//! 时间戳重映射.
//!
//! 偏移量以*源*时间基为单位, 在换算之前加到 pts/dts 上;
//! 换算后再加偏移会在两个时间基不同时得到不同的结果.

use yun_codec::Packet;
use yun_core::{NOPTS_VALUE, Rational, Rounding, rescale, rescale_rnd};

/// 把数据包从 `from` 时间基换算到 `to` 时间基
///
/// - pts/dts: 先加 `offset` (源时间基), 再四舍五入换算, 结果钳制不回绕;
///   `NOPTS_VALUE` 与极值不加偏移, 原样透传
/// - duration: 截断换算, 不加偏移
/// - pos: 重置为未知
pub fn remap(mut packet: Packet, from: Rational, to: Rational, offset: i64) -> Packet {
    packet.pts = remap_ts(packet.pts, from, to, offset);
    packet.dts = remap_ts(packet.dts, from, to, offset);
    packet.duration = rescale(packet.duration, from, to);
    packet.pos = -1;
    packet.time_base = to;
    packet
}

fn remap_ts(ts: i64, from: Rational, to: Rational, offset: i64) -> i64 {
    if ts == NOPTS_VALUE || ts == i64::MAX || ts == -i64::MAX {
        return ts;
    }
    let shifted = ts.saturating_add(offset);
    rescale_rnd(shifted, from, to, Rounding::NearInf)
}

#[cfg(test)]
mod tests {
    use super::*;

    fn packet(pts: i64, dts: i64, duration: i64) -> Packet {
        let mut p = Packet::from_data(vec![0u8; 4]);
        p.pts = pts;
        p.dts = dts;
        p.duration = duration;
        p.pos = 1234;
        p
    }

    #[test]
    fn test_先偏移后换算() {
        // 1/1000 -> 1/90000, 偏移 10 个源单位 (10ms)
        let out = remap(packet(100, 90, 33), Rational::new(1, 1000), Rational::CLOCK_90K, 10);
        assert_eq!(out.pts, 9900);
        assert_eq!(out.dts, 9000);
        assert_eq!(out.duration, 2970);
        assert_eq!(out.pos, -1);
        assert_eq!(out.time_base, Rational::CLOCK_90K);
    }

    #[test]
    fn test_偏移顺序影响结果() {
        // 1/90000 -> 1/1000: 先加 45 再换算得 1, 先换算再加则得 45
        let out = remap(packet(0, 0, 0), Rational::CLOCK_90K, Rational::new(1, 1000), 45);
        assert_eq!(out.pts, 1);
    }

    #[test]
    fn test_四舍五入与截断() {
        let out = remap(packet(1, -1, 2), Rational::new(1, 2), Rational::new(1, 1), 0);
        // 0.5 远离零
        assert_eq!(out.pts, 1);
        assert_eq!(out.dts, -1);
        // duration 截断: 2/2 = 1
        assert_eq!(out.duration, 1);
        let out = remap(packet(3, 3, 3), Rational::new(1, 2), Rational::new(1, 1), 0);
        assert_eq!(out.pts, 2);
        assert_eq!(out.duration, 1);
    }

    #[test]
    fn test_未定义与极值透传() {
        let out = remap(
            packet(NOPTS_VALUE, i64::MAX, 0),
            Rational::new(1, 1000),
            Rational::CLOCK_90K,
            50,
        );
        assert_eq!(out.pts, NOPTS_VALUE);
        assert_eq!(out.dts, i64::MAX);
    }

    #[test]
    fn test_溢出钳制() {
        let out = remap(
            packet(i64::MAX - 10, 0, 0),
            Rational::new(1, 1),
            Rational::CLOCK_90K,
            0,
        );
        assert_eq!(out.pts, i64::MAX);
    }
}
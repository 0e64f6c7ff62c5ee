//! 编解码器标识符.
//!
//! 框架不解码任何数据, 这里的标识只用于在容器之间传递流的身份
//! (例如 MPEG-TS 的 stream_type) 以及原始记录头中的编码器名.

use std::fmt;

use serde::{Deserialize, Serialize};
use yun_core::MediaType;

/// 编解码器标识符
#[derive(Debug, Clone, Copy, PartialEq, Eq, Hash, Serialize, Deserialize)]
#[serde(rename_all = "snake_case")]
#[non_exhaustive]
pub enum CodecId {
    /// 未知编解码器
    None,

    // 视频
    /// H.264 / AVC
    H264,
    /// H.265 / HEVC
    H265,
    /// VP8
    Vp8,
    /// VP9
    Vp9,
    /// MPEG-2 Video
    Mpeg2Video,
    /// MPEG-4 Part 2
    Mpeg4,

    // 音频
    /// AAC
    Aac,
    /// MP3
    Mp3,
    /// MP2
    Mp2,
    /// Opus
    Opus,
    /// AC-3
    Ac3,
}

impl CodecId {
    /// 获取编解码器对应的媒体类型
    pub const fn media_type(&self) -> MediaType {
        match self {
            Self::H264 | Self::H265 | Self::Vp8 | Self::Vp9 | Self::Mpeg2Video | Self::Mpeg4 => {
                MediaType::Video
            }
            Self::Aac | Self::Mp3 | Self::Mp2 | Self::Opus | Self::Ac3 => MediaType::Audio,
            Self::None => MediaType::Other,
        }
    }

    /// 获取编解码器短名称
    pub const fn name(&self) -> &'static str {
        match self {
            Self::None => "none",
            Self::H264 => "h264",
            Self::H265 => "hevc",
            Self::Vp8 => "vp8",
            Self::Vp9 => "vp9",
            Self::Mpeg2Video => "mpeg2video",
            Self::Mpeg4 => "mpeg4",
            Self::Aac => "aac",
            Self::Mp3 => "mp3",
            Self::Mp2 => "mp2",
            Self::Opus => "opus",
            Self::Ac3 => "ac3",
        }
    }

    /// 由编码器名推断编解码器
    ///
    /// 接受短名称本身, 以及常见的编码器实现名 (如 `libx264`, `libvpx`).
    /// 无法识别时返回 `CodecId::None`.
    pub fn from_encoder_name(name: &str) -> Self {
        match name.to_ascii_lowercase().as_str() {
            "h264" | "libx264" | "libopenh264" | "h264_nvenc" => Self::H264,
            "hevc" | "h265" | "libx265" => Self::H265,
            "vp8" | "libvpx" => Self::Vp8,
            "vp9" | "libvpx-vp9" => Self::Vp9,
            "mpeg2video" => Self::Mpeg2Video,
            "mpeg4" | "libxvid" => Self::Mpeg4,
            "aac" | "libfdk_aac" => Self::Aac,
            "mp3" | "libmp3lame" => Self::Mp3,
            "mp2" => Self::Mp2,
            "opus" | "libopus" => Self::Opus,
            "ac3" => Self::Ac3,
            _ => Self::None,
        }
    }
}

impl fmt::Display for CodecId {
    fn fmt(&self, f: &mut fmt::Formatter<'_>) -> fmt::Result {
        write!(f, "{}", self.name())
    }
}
===============
What is needed here is how many lines of the entries contain "Serialize"; give that number alone.

* Solved exercise:
2